Si mon voisin de banlieue abandonne son emploi parce qu'il en a ras le bol, il n'aura pas droit aux prestations d'assurance-emploi. S'il part parce qu'il trouve mieux ailleurs, son employeur ne lui versera pas de juteuse récompense au moment de son départ.

Alors pourquoi Gaétan Barrette a-t-il eu droit à une indemnité de départ de 1,2 million de dollars en quittant volontairement la Fédération des médecins spécialistes du Québec (FMSQ)? Ce questionnement refait surface chaque fois qu'un gestionnaire touche le pactole en quittant son emploi de plein gré, comme c'est le cas du Dr Barrette, tel que révélé par Le Journal de Montréal hier.

Verser une prime à un cadre parce qu'il quitte volontairement son poste défie toute logique de gestion. Imaginez si votre patron planifiait de vous récompenser au moment où vous passez à la concurrence, ce serait ridicule, puisqu'une entreprise cherche à retenir ses cadres performants, et non à les encourager à partir.

Les experts peinent même à s'entendre sur le terme français à donner à ce genre de versements. Ce n'est pas une indemnité de départ, puisqu'une indemnité est un dédommagement versé à quelqu'un en réparation d'un dommage, d'un préjudice. Dans les entreprises privées à but lucratif, par exemple, on la verse à un cadre lorsqu'il est mis à la porte, et non lorsqu'il choisit librement de démissionner pour aller travailler ailleurs.

Ce n'est pas davantage une prime, puisqu'une prime vise à récompenser un rendement ou un travail donné, et non à souligner le simple passage du temps, comme c'est le cas d'une indemnité de départ, versée en fonction du nombre d'années de service. Bref, c'est un non-sens.

Ce non-sens est d'autant plus discutable qu'il est financé par les contributions des médecins spécialistes à la FMSQ, contributions qui sont déductibles des impôts. Bien sûr, l'indemnité-prime sera lourdement imposée, mais la question n'est pas là.

Par ailleurs, rappelons qu'en 2009, Gaétan Barrette a obtenu pour ses médecins spécialistes une juteuse augmentation de salaire (500 millions), qui accapare environ 40% de l'augmentation annuelle des dépenses de santé. Or, le Dr Barrette pourrait devenir le ministre de la Santé - ou en être le proche conseiller - et devoir négocier l'étalement de cette hausse pour soulager les finances publiques.

À la FMSQ, on nous indique que le Dr Barrette n'avait rien touché lors de sa candidature à la Coalition avenir Québec (CAQ), il y a 18 mois.
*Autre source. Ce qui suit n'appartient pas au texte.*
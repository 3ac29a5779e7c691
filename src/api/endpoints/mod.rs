pub mod download;
pub mod extract;
pub mod health;
pub mod page;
Il n'a toutefois pas été possible de savoir si la nouvelle présidente, Diane Francoeur, touchera elle aussi une indemnité-prime pour un éventuel départ volontaire.

À la décharge de Gaétan Barrette, il faut dire qu'il n'est pas le seul à avoir bénéficié d'un tel avantage. Mais ironiquement, tous les cas recensés viennent du secteur public ou d'organisations privées à but non lucratif, comme les syndicats. Petit à petit, ces sommes versées lors d'un départ volontaire tendent toutefois à disparaître.

SAQ, Hydro...

Des exemples? En 2008, l'ex-PDG de la Caisse de dépôt et placement, Henri-Paul Rousseau, a touché 378 750$ lorsqu'il a volontairement quitté l'institution pour Power Corporation. Par la suite, la Caisse a aboli ce genre de primes.

Philippe Duval, ex-PDG de la Société des alcools du Québec (SAQ), avait une clause semblable dans son contrat, ce qui lui a permis de toucher une indemnité-prime d'environ 300 000$ lorsqu'il a pris sa retraite, en décembre dernier. Le contrat de son remplaçant, Alain Brunet, ne comprend plus une telle clause.

Au fédéral, les indemnités versées à tous les fonctionnaires pour un départ volontaire ou au moment de la retraite ont été abolies en 2012. À Québec, les hauts fonctionnaires à forfait (pas les fonctionnaires permanents) ont généralement droit à une indemnité, mais seulement si leur mandat est résilié ou n'est pas renouvelé.

En fait, seul le PDG d'Hydro-Québec, Thierry Vandal, semble encore bénéficier d'une clause de prime pour départ volontaire, inscrite dans son contrat de 2007. De même que les ministres et députés de l'Assemblée nationale.

Qu'on ne se méprenne pas: il n'est pas question de dénoncer les «méchants riches», comme le dit Gaétan Barrette. Les riches, tant mieux s'ils sont riches et que leur richesse est méritée.

Non, il est plutôt question de déplorer l'enrichissement injustifié. Et de faire prendre conscience à ceux qui naviguent dans les hautes sphères, hauts dirigeants comme médecins spécialistes, qu'ils finissent par en perdre la mesure.